▶ **Directions for this task**: Records follow. Select each line holding "registry".

(Material provided Opens)

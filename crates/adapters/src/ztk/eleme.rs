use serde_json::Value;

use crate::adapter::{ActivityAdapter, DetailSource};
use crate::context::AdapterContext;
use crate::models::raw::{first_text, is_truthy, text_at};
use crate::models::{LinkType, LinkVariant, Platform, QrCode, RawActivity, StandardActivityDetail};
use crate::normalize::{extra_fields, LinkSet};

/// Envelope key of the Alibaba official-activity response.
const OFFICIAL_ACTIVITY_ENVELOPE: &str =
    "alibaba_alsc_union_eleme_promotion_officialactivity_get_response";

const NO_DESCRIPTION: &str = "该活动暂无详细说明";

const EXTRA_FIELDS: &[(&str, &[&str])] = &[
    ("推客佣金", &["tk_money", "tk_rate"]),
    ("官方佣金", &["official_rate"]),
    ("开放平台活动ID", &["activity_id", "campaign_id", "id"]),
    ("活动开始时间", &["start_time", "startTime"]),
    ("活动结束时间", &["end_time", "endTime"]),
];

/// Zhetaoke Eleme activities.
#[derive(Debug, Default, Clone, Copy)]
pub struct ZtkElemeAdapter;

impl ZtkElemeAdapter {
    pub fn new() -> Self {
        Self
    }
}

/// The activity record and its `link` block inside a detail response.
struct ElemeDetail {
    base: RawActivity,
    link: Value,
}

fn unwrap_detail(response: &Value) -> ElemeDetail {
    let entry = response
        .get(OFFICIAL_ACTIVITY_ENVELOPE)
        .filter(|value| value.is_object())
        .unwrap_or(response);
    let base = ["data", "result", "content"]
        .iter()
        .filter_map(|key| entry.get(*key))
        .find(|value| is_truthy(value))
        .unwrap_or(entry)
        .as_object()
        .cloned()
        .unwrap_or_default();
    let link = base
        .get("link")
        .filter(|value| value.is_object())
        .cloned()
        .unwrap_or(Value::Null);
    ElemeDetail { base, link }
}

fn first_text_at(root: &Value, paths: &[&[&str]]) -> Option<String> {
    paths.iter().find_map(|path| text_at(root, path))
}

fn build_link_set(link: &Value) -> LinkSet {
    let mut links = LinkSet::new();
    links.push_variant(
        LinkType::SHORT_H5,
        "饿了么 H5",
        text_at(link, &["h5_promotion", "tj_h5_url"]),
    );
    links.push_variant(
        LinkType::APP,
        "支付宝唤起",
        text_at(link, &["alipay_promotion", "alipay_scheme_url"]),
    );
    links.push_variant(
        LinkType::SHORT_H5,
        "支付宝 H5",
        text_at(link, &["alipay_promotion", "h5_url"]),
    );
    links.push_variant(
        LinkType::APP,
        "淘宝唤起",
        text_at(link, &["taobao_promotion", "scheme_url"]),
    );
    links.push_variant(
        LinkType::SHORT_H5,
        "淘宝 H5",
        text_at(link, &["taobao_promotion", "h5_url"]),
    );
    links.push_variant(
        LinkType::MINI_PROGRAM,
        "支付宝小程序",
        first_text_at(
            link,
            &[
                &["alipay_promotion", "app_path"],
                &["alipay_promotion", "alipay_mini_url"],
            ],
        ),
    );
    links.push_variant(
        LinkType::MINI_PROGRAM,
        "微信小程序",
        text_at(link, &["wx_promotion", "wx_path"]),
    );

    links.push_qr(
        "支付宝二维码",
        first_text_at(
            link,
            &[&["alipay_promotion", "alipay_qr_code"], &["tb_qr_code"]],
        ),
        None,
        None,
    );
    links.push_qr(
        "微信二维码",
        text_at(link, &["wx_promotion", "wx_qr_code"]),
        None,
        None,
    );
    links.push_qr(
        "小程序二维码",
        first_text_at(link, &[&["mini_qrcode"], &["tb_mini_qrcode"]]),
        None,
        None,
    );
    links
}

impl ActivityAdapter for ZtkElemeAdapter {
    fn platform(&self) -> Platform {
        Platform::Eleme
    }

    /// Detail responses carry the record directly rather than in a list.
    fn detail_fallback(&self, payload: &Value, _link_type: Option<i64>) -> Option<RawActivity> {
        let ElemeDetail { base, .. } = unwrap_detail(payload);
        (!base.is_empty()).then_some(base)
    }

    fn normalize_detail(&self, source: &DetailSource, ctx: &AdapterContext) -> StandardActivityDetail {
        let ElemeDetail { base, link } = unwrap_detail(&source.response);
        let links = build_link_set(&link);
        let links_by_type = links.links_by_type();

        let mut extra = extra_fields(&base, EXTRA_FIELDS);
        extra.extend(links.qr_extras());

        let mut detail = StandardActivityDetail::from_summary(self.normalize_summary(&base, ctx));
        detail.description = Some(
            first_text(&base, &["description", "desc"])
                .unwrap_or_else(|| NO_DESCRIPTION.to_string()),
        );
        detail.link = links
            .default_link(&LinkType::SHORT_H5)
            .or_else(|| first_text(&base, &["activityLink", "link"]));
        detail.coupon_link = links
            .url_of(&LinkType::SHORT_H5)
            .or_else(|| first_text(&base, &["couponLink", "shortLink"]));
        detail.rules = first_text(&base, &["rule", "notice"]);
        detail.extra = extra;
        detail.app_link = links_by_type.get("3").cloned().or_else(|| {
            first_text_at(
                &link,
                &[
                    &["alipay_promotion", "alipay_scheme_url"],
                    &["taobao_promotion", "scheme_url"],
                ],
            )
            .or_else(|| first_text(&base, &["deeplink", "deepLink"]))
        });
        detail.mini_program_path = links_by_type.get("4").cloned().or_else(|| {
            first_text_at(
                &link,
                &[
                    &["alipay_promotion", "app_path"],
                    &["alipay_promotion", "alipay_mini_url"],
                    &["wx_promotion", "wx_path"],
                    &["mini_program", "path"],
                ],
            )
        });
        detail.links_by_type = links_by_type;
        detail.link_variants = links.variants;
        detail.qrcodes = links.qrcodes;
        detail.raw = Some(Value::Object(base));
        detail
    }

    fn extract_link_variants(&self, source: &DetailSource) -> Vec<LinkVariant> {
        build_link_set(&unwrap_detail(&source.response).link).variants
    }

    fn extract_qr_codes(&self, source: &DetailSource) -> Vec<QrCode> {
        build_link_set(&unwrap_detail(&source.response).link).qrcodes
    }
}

(Material provided Closes)
(Material provided Opens)

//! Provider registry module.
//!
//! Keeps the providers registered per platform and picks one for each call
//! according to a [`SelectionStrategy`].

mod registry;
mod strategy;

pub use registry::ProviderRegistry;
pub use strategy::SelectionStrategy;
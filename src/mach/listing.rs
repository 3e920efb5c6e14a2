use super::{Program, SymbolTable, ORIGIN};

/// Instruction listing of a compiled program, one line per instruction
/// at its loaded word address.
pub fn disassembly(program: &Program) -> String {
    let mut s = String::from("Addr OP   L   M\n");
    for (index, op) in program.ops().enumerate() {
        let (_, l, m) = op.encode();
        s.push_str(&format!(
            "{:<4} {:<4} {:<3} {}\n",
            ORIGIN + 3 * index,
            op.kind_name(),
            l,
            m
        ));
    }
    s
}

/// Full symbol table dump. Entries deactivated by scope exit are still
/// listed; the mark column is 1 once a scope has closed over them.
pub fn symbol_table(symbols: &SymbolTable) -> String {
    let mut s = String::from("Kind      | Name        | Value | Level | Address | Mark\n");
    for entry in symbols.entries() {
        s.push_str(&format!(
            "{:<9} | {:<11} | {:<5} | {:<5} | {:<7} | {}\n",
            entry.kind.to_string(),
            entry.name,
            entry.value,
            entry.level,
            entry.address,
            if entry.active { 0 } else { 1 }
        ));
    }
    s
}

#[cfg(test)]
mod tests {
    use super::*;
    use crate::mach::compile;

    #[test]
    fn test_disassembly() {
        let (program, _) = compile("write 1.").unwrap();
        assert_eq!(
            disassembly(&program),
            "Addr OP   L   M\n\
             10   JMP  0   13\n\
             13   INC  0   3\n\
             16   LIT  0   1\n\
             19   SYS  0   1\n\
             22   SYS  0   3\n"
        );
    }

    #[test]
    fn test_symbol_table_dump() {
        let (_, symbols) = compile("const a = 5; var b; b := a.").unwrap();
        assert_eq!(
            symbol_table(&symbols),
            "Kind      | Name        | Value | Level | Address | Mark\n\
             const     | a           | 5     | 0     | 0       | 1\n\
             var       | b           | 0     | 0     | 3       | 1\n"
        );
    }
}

(Material provided Closes)

▶ **Task result**:
//! Provider registry module.
mod registry;
pub use registry::ProviderRegistry;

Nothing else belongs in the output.